A Hot Knife Which Reveals a Disclosure Concerning Survival – Sam Heaps
July 29, 2021
When the first responder finally sleeps with a woman after his divorce, he will smell the woman’s breath, fetid so late in the night, think of Diana, and call out God Save the Queen as he reaches climax.
The scent he catches is like both the wound, and the soured stitching.
The body after sex in the back of the car and the drinking so to the first responder it is cum down her thighs and a little burnt flesh and vodka or gin, panic and blood in close quarters.
When she had always been so well groomed.
This is the smell you describe to me, running your fingers along my nineteen year old calves, the night you found your mother on the bathroom floor. Red iron along the white of the inner arms. Broken glass.
I think of Diana’s face at nineteen. The cut of her limbs like a male gaze went slashing through her.
In high-school, half erect on a hard table a sheet was draped over my waist. A woman, decked in crystals, slipped a clear plastic tube into my anus. A tube like you might use to siphon gas. It was a holy thing, the hot water scouring this most filthy crevice. The woman placed her hand on my stomach.

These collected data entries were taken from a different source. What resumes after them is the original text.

use lazy_static::lazy_static;
use prometheus::{
    register_counter_vec, register_histogram_vec, register_int_counter, register_int_counter_vec,
    register_int_gauge, CounterVec, Encoder, HistogramVec, IntCounter, IntCounterVec, IntGauge,
    TextEncoder,
};

lazy_static! {
    // HTTP Metrics
    pub static ref HTTP_REQUESTS_TOTAL: IntCounterVec = register_int_counter_vec!(
        "http_requests_total",
        "Total number of HTTP requests",
        &["method", "path", "status"]
    )
    .unwrap();

    pub static ref HTTP_REQUEST_DURATION_SECONDS: HistogramVec = register_histogram_vec!(
        "http_request_duration_seconds",
        "HTTP request duration in seconds",
        &["method", "path"],
        vec![0.001, 0.005, 0.01, 0.025, 0.05, 0.1, 0.25, 0.5, 1.0, 2.5, 5.0, 10.0]
    )
    .unwrap();

    // Store Metrics
    pub static ref DB_OPERATIONS_TOTAL: IntCounterVec = register_int_counter_vec!(
        "db_operations_total",
        "Total number of database operations",
        &["operation", "collection", "status"]
    )
    .unwrap();

    pub static ref DB_OPERATION_DURATION_SECONDS: HistogramVec = register_histogram_vec!(
        "db_operation_duration_seconds",
        "Database operation duration in seconds",
        &["operation", "collection"],
        vec![0.001, 0.005, 0.01, 0.025, 0.05, 0.1, 0.25, 0.5, 1.0]
    )
    .unwrap();

    // Cache Metrics (Redis ontology cache)
    pub static ref CACHE_OPERATIONS_TOTAL: IntCounterVec = register_int_counter_vec!(
        "cache_operations_total",
        "Total number of cache operations",
        &["operation", "status"]
    )
    .unwrap();

    pub static ref CACHE_HIT_RATIO: CounterVec = register_counter_vec!(
        "cache_hit_ratio",
        "Cache hit/miss ratio",
        &["result"]
    )
    .unwrap();

    // Exam Metrics
    pub static ref ATTEMPTS_TOTAL: IntCounterVec = register_int_counter_vec!(
        "attempts_total",
        "Attempt lifecycle transitions",
        &["status"]
    )
    .unwrap();

    pub static ref ATTEMPTS_IN_PROGRESS: IntGauge = register_int_gauge!(
        "attempts_in_progress",
        "Attempts started but not yet completed by this process"
    )
    .unwrap();

    pub static ref ANSWERS_SUBMITTED_TOTAL: IntCounter = register_int_counter!(
        "answers_submitted_total",
        "Total number of answers recorded"
    )
    .unwrap();

    pub static ref QUESTIONS_ASSIGNED_TOTAL: IntCounterVec = register_int_counter_vec!(
        "questions_assigned_total",
        "Questions bound to attempt slots, by origin",
        &["source"]
    )
    .unwrap();

    pub static ref ASSIGNMENT_CONFLICTS_TOTAL: IntCounter = register_int_counter!(
        "assignment_conflicts_total",
        "Slot reservations that lost a uniqueness race"
    )
    .unwrap();

    pub static ref SELECTION_FALLBACKS_TOTAL: IntCounterVec = register_int_counter_vec!(
        "selection_fallbacks_total",
        "Deterministic fallbacks taken by the selection pipeline",
        &["component"]
    )
    .unwrap();

    pub static ref LLM_REQUEST_DURATION_SECONDS: HistogramVec = register_histogram_vec!(
        "llm_request_duration_seconds",
        "Language-model and embedding request duration in seconds",
        &["operation"],
        vec![0.05, 0.1, 0.25, 0.5, 1.0, 2.5, 5.0, 10.0, 20.0]
    )
    .unwrap();

    pub static ref INTEGRITY_REPAIRS_TOTAL: IntCounterVec = register_int_counter_vec!(
        "integrity_repairs_total",
        "Fix and recover invocations by outcome",
        &["operation", "outcome"]
    )
    .unwrap();
}

/// Renders all metrics in Prometheus text format
pub fn render_metrics() -> Result<String, prometheus::Error> {
    let encoder = TextEncoder::new();
    let metric_families = prometheus::gather();
    let mut buffer = Vec::new();
    encoder.encode(&metric_families, &mut buffer)?;
    String::from_utf8(buffer)
        .map_err(|e| prometheus::Error::Msg(format!("Failed to convert metrics to UTF-8: {}", e)))
}

/// Helper: track database operation with metrics
pub async fn track_db_operation<F, T, E>(operation: &str, collection: &str, future: F) -> Result<T, E>
where
    F: std::future::Future<Output = Result<T, E>>,
{
    let start = std::time::Instant::now();
    let result = future.await;
    let duration = start.elapsed().as_secs_f64();

    let status = if result.is_ok() { "success" } else { "error" };

    DB_OPERATIONS_TOTAL
        .with_label_values(&[operation, collection, status])
        .inc();

    DB_OPERATION_DURATION_SECONDS
        .with_label_values(&[operation, collection])
        .observe(duration);

    result
}

/// Helper: time one provider call
pub async fn track_llm_operation<F, T, E>(operation: &str, future: F) -> Result<T, E>
where
    F: std::future::Future<Output = Result<T, E>>,
{
    let start = std::time::Instant::now();
    let result = future.await;
    LLM_REQUEST_DURATION_SECONDS
        .with_label_values(&[operation])
        .observe(start.elapsed().as_secs_f64());
    result
}

pub fn record_cache_operation(operation: &str, ok: bool) {
    let status = if ok { "success" } else { "error" };
    CACHE_OPERATIONS_TOTAL
        .with_label_values(&[operation, status])
        .inc();
}

/// Record cache hit
pub fn record_cache_hit() {
    CACHE_HIT_RATIO.with_label_values(&["hit"]).inc();
}

/// Record cache miss
pub fn record_cache_miss() {
    CACHE_HIT_RATIO.with_label_values(&["miss"]).inc();
}

pub fn record_fallback(component: &str) {
    SELECTION_FALLBACKS_TOTAL
        .with_label_values(&[component])
        .inc();
}

#[cfg(test)]
mod tests {
    use super::*;

    #[test]
    fn test_metrics_registration() {
        let _ = HTTP_REQUESTS_TOTAL
            .with_label_values(&["GET", "/health", "200"])
            .get();
        let _ = QUESTIONS_ASSIGNED_TOTAL.with_label_values(&["bank"]).get();
    }

    #[test]
    fn test_render_metrics() {
        ATTEMPTS_TOTAL.with_label_values(&["created"]).inc();
        record_fallback("criteria");

        let output = render_metrics().unwrap();
        assert!(output.contains("attempts_total"));
        assert!(output.contains("selection_fallbacks_total"));
    }

    #[tokio::test]
    async fn track_db_operation_passes_results_through() {
        let ok: Result<u32, anyhow::Error> =
            track_db_operation("find", "attempts", async { Ok(3) }).await;
        assert_eq!(ok.unwrap(), 3);
    }
}
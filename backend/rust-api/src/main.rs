use std::sync::Arc;
use tracing_subscriber::{layer::SubscriberExt, util::SubscriberInitExt};

use frontend_assessment_api::{config::Config, create_router, services::AppState};

#[tokio::main]
async fn main() -> anyhow::Result<()> {
    let provider = init_telemetry()?;
    let tracer = {
        use opentelemetry::trace::TracerProvider as _;
        provider.tracer("frontend-assessment-api")
    };

    tracing_subscriber::registry()
        .with(
            tracing_subscriber::EnvFilter::try_from_default_env()
                .unwrap_or_else(|_| "frontend_assessment_api=debug,tower_http=debug".into()),
        )
        .with(tracing_subscriber::fmt::layer())
        .with(tracing_opentelemetry::layer().with_tracer(tracer))
        .init();

    tracing::info!("Starting frontend assessment API");

    let config = Config::load()?;
    tracing::info!(
        "Configuration loaded for environment: {} (storage={}, llm configured={})",
        std::env::var("APP_ENV").unwrap_or_else(|_| "dev".to_string()),
        config.storage_backend.as_str(),
        config.llm.is_configured()
    );

    let app_state = Arc::new(AppState::new(config).await?);
    let app = create_router(app_state);

    let addr = std::env::var("BIND_ADDR").unwrap_or_else(|_| "0.0.0.0:8081".to_string());
    let listener = tokio::net::TcpListener::bind(&addr).await?;
    tracing::info!("Server listening on {}", listener.local_addr()?);

    axum::serve(listener, app)
        .with_graceful_shutdown(shutdown_signal())
        .await?;

    tracing::info!("Shutting down OpenTelemetry");
    if let Err(e) = provider.shutdown() {
        tracing::warn!("OpenTelemetry shutdown failed: {}", e);
    }
    Ok(())
}

async fn shutdown_signal() {
    if let Err(e) = tokio::signal::ctrl_c().await {
        tracing::error!("Failed to listen for shutdown signal: {}", e);
    }
}

fn init_telemetry() -> anyhow::Result<opentelemetry_sdk::trace::SdkTracerProvider> {
    use opentelemetry::KeyValue;
    use opentelemetry_otlp::WithExportConfig;
    use opentelemetry_sdk::trace::SdkTracerProvider;
    use opentelemetry_sdk::Resource;

    let otlp_endpoint = std::env::var("OTEL_EXPORTER_OTLP_ENDPOINT")
        .unwrap_or_else(|_| "http://localhost:4318".to_string());

    let exporter = opentelemetry_otlp::SpanExporter::builder()
        .with_http()
        .with_endpoint(otlp_endpoint)
        .build()?;

    let resource = Resource::builder_empty()
        .with_service_name("frontend-assessment-api")
        .with_attributes(vec![KeyValue::new(
            "service.version",
            env!("CARGO_PKG_VERSION"),
        )])
        .build();

    let provider = SdkTracerProvider::builder()
        .with_batch_exporter(exporter)
        .with_resource(resource)
        .build();

    opentelemetry::global::set_tracer_provider(provider.clone());
    Ok(provider)
}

“Wouldn’t it be so nice to feel clean?”
Her purging in the palace.
The sweet small joy of an enema while in inpatient treatment for anorexia. Stuffed with rolls and meats and carefully measured butter, the calories a transformative invader.
After breakfast this morning you kiss me, and there is oil and salt on your lips. In the bedroom you say I am your home and I tense as you run out between my legs.

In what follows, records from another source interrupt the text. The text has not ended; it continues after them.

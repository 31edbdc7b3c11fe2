use std::collections::HashMap;
use std::sync::Arc;

use crate::errors::{ExamError, ExamResult};
use crate::models::question::Citation;
use crate::models::results::{
    AttemptResults, CategoryAccuracy, QuestionReview, ResultsSummary, WeakArea,
};
use crate::models::Attempt;
use crate::services::attempt_service::load_owned;
use crate::services::distribution::{load_assigned, AssignedQuestion};
use crate::services::store::ExamStore;
use crate::services::AppState;

/// Subtopics below this accuracy (percent) are weak areas.
pub const WEAK_AREA_THRESHOLD: f64 = 50.0;
pub const WEAK_AREA_MIN_QUESTIONS: u32 = 3;
pub const MAX_WEAK_AREAS: usize = 5;

pub struct ResultsService {
    store: Arc<dyn ExamStore>,
}

impl ResultsService {
    pub fn new(state: &AppState) -> Self {
        Self {
            store: state.store.clone(),
        }
    }

    pub async fn get_results(&self, user_id: &str, attempt_id: &str) -> ExamResult<AttemptResults> {
        let attempt = load_owned(self.store.as_ref(), user_id, attempt_id).await?;
        if !attempt.is_completed() {
            return Err(ExamError::state_conflict(
                "attempt_not_completed",
                "Results are available once the attempt is completed",
            ));
        }

        let assigned = load_assigned(self.store.as_ref(), &attempt.id).await?;
        tracing::info!(
            "Computing results for attempt {} over {} questions",
            attempt.id,
            assigned.len()
        );
        Ok(aggregate(&attempt, &assigned))
    }
}

/// Builds the full breakdown from joined rows. Correctness comes from the rows,
/// not from the attempt counters.
pub fn aggregate(attempt: &Attempt, assigned: &[AssignedQuestion]) -> AttemptResults {
    let answered = assigned.iter().filter(|a| a.row.is_answered()).count() as u32;
    let correct = assigned.iter().filter(|a| is_correct(a)).count() as u32;

    let summary = ResultsSummary {
        total_questions: attempt.total_questions,
        answered,
        correct,
        score_percent: percent(correct, attempt.total_questions),
        started_at: attempt.started_at,
        completed_at: attempt.completed_at,
        time_spent_seconds: attempt.metadata.time_spent_seconds,
    };

    let by_topic = accuracy_by(assigned, |a| Some(a.question.topic.as_str()));
    let by_subtopic = accuracy_by(assigned, |a| a.question.subtopic.as_deref());
    let by_bloom_level = accuracy_by(assigned, |a| Some(a.question.bloom_level.as_str()));
    let by_difficulty = accuracy_by(assigned, |a| Some(a.question.difficulty.as_str()));
    let weak_areas = weak_areas(assigned, &by_subtopic);

    let review = assigned
        .iter()
        .map(|a| QuestionReview {
            question_order: a.row.question_order,
            question_id: a.question.id.clone(),
            topic: a.question.topic.clone(),
            subtopic: a.question.subtopic.clone(),
            difficulty: a.question.difficulty,
            bloom_level: a.question.bloom_level,
            question: a.question.question.clone(),
            code: a.question.code.clone(),
            options: a.question.options.clone(),
            user_answer_index: a.row.user_answer_index,
            correct_index: a.question.correct_index,
            is_correct: is_correct(a),
            explanation: a.question.explanation.clone(),
            citations: a.question.citations.clone(),
        })
        .collect();

    AttemptResults {
        attempt_id: attempt.id.clone(),
        summary,
        by_topic,
        by_subtopic,
        by_bloom_level,
        by_difficulty,
        weak_areas,
        review,
    }
}

fn is_correct(assigned: &AssignedQuestion) -> bool {
    assigned.row.is_correct == Some(true)
}

/// Percentage rounded to two decimals; zero when `total` is zero.
pub fn percent(correct: u32, total: u32) -> f64 {
    if total == 0 {
        return 0.0;
    }
    (correct as f64 / total as f64 * 10_000.0).round() / 100.0
}

fn group_key(label: &str) -> String {
    label.trim().to_lowercase()
}

/// Groups by a case-normalised label; the first spelling seen is displayed.
fn accuracy_by<F>(assigned: &[AssignedQuestion], label: F) -> Vec<CategoryAccuracy>
where
    F: Fn(&AssignedQuestion) -> Option<&str>,
{
    let mut groups: HashMap<String, CategoryAccuracy> = HashMap::new();
    for a in assigned {
        let Some(name) = label(a).filter(|l| !l.trim().is_empty()) else {
            continue;
        };
        let entry = groups
            .entry(group_key(name))
            .or_insert_with(|| CategoryAccuracy {
                category: name.trim().to_string(),
                total: 0,
                correct: 0,
                accuracy: 0.0,
            });
        entry.total += 1;
        if is_correct(a) {
            entry.correct += 1;
        }
    }

    let mut categories: Vec<CategoryAccuracy> = groups
        .into_values()
        .map(|mut c| {
            c.accuracy = percent(c.correct, c.total);
            c
        })
        .collect();
    categories.sort_by(|a, b| group_key(&a.category).cmp(&group_key(&b.category)));
    categories
}

fn weak_areas(assigned: &[AssignedQuestion], by_subtopic: &[CategoryAccuracy]) -> Vec<WeakArea> {
    let mut weak: Vec<&CategoryAccuracy> = by_subtopic
        .iter()
        .filter(|c| c.total >= WEAK_AREA_MIN_QUESTIONS && c.accuracy < WEAK_AREA_THRESHOLD)
        .collect();
    weak.sort_by(|a, b| {
        a.accuracy
            .partial_cmp(&b.accuracy)
            .unwrap_or(std::cmp::Ordering::Equal)
            .then_with(|| a.category.cmp(&b.category))
    });

    weak.into_iter()
        .take(MAX_WEAK_AREAS)
        .map(|category| {
            let key = group_key(&category.category);
            let members: Vec<&AssignedQuestion> = assigned
                .iter()
                .filter(|a| a.question.subtopic.as_deref().map(group_key).as_deref() == Some(key.as_str()))
                .collect();
            let topic = members
                .first()
                .map(|a| a.question.topic.clone())
                .unwrap_or_default();
            WeakArea {
                subtopic: category.category.clone(),
                recommendation: recommendation(&topic, category),
                citation: representative_citation(&members),
                topic,
                total: category.total,
                correct: category.correct,
                accuracy: category.accuracy,
            }
        })
        .collect()
}

/// Prefers a citation from a question the candidate missed.
fn representative_citation(members: &[&AssignedQuestion]) -> Option<Citation> {
    members
        .iter()
        .filter(|a| !is_correct(a))
        .chain(members.iter().filter(|a| is_correct(a)))
        .find_map(|a| a.question.citations.first().cloned())
}

fn recommendation(topic: &str, category: &CategoryAccuracy) -> String {
    let focus = if category.correct == 0 {
        "Start from the fundamentals"
    } else {
        "Revisit the core concepts"
    };
    format!(
        "{} of {} ({}): {} of {} answered correctly. {} and practise with small, focused examples.",
        category.category,
        topic,
        format_percent(category.accuracy),
        category.correct,
        category.total,
        focus
    )
}

fn format_percent(value: f64) -> String {
    format!("{:.0}%", value)
}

Oprah Winfrey describing the crusted ridges of the intestines.
Oprah Winfrey querying the son. The blind mimicry of the mother.

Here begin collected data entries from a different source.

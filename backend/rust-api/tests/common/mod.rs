#![allow(dead_code)]

use axum::body::{to_bytes, Body};
use axum::http::{Request, StatusCode};
use axum::Router;
use chrono::Utc;
use serde_json::Value;
use std::sync::Arc;
use tower::ServiceExt;

use frontend_assessment_api::{
    config::Config,
    create_router,
    middlewares::auth::{JwtClaims, JwtService},
    models::question::{content_key, BankQuestion, BloomLevel, Citation, Difficulty},
    models::{Attempt, AttemptQuestion, AttemptStatus},
    services::llm::DisabledProvider,
    services::ontology_service::fallback_topics,
    services::store::memory::MemoryStore,
    services::store::ExamStore,
    services::AppState,
};

pub struct TestApp {
    pub router: Router,
    pub store: Arc<MemoryStore>,
    pub config: Config,
}

pub fn test_config() -> Config {
    let mut config = Config::default();
    config.exam.rng_seed = Some(42);
    config.exam.dev_reset_enabled = true;
    config
}

/// Router over an in-memory store seeded with the full test bank; model calls disabled.
pub async fn create_test_app() -> TestApp {
    create_test_app_with_bank(test_bank()).await
}

pub async fn create_test_app_with_bank(bank: Vec<BankQuestion>) -> TestApp {
    let _ = tracing_subscriber::fmt()
        .with_test_writer()
        .with_max_level(tracing::Level::DEBUG)
        .try_init();

    let store = Arc::new(MemoryStore::new());
    store.seed_questions(bank).await;

    let config = test_config();
    let state = AppState::with_components(
        config.clone(),
        store.clone(),
        Arc::new(DisabledProvider),
        Arc::new(DisabledProvider),
    );

    TestApp {
        router: create_router(Arc::new(state)),
        store,
        config,
    }
}

/// One question per (topic, subtopic, difficulty, coding) combination of the
/// built-in ontology, with texts that share few words.
pub fn test_bank() -> Vec<BankQuestion> {
    let mut bank = Vec::new();
    let mut n = 0usize;
    for entry in fallback_topics() {
        for subtopic in &entry.subtopics {
            for difficulty in Difficulty::ALL {
                for coding in [false, true] {
                    n += 1;
                    bank.push(bank_question(n, &entry.topic, subtopic, difficulty, coding));
                }
            }
        }
    }
    bank
}

pub fn bank_question(
    n: usize,
    topic: &str,
    subtopic: &str,
    difficulty: Difficulty,
    coding: bool,
) -> BankQuestion {
    let question = format!(
        "{} {}: alpha{n} beta{n} gamma{n} delta{n} epsilon{n} zeta{n}?",
        topic, subtopic
    );
    let options: Vec<String> = (0..4).map(|i| format!("Option {} of item {}", i, n)).collect();
    BankQuestion {
        id: format!("bank-{:03}", n),
        topic: topic.to_string(),
        subtopic: Some(subtopic.to_string()),
        difficulty,
        bloom_level: BloomLevel::ALL[n % BloomLevel::ALL.len()],
        code: if coding {
            Some(format!(
                "const value{n} = {n};\nconsole.log(value{n});\nexport default value{n};"
            ))
        } else {
            None
        },
        content_key: content_key(&question, &options),
        question,
        options,
        correct_index: (n % 4) as u8,
        explanation: format!("Explanation for item {}", n),
        citations: vec![Citation {
            source: format!("MDN: {}", subtopic),
            url: Some("https://developer.mozilla.org/".to_string()),
            excerpt: None,
        }],
        embedding: vec![],
        review: None,
        created_at: Utc::now(),
    }
}

pub fn token_for(config: &Config, user_id: &str) -> String {
    JwtService::new(&config.jwt_secret)
        .generate_token(&JwtClaims::for_user(user_id, 3600))
        .unwrap()
}

/// Sends one request through the router and decodes the JSON body (or `Null`).
pub async fn send(
    app: &TestApp,
    method: &str,
    uri: &str,
    token: Option<&str>,
    body: Option<Value>,
) -> (StatusCode, Value) {
    let mut builder = Request::builder().method(method).uri(uri);
    if let Some(token) = token {
        builder = builder.header("authorization", format!("Bearer {}", token));
    }
    let request = match body {
        Some(json) => builder
            .header("content-type", "application/json")
            .body(Body::from(serde_json::to_string(&json).unwrap()))
            .unwrap(),
        None => builder.body(Body::empty()).unwrap(),
    };

    let response = app.router.clone().oneshot(request).await.unwrap();
    let status = response.status();
    let bytes = to_bytes(response.into_body(), usize::MAX).await.unwrap();
    let json = serde_json::from_slice(&bytes).unwrap_or(Value::Null);
    (status, json)
}

pub async fn correct_index_of(app: &TestApp, question_id: &str) -> u8 {
    app.store
        .get_questions(&[question_id.to_string()])
        .await
        .unwrap()
        .first()
        .map(|q| q.correct_index)
        .unwrap()
}

/// Stages an attempt directly in the store with `answered` answered slots taken
/// from the front of the bank.
pub async fn stage_attempt(
    app: &TestApp,
    attempt_id: &str,
    user_id: &str,
    answered: u32,
    status: AttemptStatus,
) -> Attempt {
    let bank = test_bank();
    let mut attempt = Attempt::new(attempt_id.to_string(), user_id.to_string(), Utc::now());
    attempt.status = status;
    attempt.questions_answered = answered;

    let mut correct = 0;
    for order in 1..=answered {
        let question = &bank[(order - 1) as usize];
        let mut row = AttemptQuestion::new(attempt_id, &question.id, order);
        let is_correct = order % 3 != 0;
        row.user_answer_index = Some(if is_correct {
            question.correct_index
        } else {
            (question.correct_index + 1) % 4
        });
        row.is_correct = Some(is_correct);
        row.answered_at = Some(Utc::now());
        if is_correct {
            correct += 1;
        }
        app.store.insert_attempt_question(&row).await.unwrap();
    }
    attempt.correct_count = correct;
    if status == AttemptStatus::Completed {
        attempt.completed_at = Some(Utc::now());
    }
    app.store.put_attempt(attempt.clone()).await;
    attempt
}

Oprah Winfrey on the television, the water boiling for more ramen. More eggs.
Charles over the corpse, remembering the virgin pussy at nineteen, a whisper for Camilla and an insertion.
Why this desire to be clean, this obsession with sterility, when it also means to be alone?
My orifices, my face, at nineteen, enraptured by your movements in front of a classroom. My cheek pressed against a hotel mattress sweating beads along the back of my neck as you pulled off your shirt and bound me with it, the jersey ripping in a long seam.
Diana, thinking on her good years, “… those were not for me.”
After breakfast my body flushes red at the overwhelming sensation of, simply, your hand on my thigh. You are so gentle I might die but instead cum relentlessly like some kind of wounded monster, thrusting over and over.
When I am like this you make a mistake and suddenly it is your wife you are looking for, your mouth and nose burrowing and searching for a whiff of someone else. And then again you push me, unwilling, across the edge.
Did he touch her like this? Did Charles pull apart Diana’s too thin thighs and say you are so beautiful. And, when she collapsed into allowing herself to believe this, trusting this from him, did he then say, again, Camilla?
The wife like marble. I brush against her arm on the street and she is cold to the touch. Aseptic.
Is that what they found when they cut her open? The rotted memory of a more beloved face? The sound of the naming of that face? The overgrowth of the more graceful vowels of the word?
What kind of stink did it make, this tumor.